Stored data entries:
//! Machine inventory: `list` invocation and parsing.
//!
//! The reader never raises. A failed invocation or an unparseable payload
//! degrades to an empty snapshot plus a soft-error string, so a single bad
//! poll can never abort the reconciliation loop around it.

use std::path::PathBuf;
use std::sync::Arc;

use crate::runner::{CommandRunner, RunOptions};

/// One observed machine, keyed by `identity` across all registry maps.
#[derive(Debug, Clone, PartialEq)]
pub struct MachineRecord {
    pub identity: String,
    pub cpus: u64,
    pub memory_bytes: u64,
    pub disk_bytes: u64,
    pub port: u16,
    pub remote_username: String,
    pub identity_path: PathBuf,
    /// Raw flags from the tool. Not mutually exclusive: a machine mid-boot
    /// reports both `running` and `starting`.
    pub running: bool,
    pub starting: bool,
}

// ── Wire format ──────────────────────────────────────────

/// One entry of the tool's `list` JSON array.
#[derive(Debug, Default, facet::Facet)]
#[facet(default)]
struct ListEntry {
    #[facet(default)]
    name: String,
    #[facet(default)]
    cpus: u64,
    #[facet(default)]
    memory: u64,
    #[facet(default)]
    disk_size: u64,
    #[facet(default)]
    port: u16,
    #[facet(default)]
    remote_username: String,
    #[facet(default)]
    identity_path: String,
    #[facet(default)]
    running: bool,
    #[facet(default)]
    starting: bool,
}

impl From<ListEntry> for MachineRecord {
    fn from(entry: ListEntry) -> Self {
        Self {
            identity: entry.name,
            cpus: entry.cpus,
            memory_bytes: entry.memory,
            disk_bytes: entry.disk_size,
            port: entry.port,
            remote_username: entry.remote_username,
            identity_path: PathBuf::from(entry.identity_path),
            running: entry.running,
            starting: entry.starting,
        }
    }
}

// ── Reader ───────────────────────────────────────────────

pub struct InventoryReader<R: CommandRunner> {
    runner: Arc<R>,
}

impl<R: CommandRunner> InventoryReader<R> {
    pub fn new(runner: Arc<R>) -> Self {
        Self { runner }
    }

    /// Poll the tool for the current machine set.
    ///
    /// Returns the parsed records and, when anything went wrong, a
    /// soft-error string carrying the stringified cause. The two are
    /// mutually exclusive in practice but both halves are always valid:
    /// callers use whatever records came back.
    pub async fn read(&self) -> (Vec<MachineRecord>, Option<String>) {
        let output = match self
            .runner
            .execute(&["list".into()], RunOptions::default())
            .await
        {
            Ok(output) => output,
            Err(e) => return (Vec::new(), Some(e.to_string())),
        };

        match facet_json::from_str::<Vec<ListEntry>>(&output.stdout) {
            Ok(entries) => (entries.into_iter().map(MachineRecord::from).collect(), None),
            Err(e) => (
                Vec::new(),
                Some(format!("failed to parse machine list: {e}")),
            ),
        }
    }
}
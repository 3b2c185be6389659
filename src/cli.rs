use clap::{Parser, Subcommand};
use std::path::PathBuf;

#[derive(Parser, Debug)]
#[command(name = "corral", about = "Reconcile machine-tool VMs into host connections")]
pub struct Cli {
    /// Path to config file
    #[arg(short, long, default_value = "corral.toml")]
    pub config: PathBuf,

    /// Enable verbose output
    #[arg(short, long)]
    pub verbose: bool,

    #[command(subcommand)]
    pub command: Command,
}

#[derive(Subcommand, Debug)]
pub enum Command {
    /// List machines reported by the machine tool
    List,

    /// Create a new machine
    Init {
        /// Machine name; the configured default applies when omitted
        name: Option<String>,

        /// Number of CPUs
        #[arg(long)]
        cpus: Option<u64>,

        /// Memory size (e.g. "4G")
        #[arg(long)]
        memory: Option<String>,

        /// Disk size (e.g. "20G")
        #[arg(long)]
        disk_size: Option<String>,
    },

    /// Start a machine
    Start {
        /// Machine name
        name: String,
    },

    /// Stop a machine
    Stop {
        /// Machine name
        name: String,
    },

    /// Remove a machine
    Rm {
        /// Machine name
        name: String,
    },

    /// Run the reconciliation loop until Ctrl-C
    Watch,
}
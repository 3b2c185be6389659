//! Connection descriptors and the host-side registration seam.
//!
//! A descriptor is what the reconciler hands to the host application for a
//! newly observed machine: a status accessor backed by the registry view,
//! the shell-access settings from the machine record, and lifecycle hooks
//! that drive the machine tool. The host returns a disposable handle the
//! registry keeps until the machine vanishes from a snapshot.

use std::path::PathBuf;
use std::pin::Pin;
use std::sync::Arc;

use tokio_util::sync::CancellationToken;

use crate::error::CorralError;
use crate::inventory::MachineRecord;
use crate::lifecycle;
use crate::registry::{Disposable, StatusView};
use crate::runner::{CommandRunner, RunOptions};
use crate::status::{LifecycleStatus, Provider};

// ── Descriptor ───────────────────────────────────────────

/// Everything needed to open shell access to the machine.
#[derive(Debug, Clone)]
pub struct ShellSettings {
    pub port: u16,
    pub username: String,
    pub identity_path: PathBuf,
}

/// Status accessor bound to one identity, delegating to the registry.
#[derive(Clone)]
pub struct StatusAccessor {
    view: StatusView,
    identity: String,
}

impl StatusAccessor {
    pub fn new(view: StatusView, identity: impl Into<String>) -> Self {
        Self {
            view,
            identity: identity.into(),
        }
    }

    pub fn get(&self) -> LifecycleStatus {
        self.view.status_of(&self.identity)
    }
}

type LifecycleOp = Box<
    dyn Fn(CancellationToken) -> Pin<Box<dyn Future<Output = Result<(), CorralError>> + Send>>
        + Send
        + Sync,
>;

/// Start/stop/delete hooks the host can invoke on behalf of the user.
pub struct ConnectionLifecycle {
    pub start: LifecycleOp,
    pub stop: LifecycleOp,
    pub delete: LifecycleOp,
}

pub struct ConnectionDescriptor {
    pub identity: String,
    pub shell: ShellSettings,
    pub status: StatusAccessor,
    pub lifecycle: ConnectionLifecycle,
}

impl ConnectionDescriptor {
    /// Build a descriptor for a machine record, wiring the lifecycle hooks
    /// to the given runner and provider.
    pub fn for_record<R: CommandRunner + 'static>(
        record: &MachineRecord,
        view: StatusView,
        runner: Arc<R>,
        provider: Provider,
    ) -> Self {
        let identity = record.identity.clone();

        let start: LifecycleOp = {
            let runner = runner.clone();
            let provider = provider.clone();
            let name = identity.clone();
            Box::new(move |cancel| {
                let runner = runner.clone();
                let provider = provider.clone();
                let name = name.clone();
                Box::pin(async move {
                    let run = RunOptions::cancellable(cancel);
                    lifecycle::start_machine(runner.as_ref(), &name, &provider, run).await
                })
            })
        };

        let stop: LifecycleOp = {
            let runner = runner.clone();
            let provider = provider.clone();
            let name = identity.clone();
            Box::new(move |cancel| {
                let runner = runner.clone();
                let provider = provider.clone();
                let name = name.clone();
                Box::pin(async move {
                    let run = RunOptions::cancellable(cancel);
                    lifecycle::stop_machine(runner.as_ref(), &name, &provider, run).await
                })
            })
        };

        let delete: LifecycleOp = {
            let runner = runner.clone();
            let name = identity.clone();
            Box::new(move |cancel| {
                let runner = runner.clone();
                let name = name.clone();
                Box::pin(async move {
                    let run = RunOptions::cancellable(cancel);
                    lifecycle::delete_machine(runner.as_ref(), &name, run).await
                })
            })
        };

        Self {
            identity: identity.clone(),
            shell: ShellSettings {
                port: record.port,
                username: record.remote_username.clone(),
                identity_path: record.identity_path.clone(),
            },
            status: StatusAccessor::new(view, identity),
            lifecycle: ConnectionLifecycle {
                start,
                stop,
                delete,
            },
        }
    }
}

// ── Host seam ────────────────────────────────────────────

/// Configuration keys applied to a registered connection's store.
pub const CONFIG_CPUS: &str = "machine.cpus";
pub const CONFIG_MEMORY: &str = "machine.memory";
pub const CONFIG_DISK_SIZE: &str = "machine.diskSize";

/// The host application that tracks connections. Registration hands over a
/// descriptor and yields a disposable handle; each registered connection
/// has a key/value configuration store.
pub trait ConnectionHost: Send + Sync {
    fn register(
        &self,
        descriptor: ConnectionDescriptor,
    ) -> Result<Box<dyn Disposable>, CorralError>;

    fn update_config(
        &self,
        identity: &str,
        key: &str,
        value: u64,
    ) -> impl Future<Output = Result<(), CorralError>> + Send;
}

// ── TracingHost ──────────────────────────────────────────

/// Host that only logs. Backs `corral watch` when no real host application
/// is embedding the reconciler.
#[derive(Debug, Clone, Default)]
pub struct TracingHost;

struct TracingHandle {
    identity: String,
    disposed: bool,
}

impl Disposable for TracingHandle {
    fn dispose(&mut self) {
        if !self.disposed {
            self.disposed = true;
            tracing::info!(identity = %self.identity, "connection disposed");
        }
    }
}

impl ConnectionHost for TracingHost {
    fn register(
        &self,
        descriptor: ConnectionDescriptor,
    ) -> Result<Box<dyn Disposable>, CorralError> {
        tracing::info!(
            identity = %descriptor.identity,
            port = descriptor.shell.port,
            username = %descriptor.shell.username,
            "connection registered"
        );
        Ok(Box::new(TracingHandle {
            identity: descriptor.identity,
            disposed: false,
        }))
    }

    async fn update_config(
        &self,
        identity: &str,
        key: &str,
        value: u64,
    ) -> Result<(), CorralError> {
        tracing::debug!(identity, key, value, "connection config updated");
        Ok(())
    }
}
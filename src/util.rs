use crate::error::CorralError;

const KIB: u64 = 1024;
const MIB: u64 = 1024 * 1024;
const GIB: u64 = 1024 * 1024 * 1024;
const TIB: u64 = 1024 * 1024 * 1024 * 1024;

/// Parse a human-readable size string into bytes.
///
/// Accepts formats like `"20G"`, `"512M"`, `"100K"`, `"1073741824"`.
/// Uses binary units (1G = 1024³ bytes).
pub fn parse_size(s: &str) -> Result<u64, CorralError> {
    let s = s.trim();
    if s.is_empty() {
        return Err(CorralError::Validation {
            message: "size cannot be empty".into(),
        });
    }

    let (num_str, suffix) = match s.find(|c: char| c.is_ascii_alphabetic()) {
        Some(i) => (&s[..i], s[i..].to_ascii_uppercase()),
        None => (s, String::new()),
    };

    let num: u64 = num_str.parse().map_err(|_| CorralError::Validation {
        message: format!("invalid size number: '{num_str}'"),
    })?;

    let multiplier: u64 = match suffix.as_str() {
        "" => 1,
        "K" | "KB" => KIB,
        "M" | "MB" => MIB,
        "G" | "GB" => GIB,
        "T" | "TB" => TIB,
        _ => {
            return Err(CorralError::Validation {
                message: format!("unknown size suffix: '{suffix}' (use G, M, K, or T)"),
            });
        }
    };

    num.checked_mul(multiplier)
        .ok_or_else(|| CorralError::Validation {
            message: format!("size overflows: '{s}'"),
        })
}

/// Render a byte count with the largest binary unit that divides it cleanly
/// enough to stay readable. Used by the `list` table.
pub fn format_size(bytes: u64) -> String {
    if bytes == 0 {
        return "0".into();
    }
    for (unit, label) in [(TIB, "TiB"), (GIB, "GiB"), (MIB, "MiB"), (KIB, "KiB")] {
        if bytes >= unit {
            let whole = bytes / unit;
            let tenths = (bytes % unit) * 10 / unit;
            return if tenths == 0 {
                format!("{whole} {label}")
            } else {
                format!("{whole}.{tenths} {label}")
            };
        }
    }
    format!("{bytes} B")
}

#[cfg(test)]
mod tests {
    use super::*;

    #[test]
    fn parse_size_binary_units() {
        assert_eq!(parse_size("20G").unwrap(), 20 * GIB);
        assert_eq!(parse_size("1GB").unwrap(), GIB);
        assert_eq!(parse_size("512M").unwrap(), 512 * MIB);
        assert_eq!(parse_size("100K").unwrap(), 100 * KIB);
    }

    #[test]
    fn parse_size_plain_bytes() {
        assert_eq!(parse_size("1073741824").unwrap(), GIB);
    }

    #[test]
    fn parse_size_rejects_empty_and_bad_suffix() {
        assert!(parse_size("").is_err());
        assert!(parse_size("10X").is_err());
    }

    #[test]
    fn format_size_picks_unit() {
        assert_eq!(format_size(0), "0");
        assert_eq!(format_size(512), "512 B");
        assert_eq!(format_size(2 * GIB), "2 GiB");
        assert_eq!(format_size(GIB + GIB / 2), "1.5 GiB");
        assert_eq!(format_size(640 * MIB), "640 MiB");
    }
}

TASK ITEM:
A count is needed of the lines in the entries that contain "connections". Supply only that number.

OUTPUT FOR THIS TASK:
2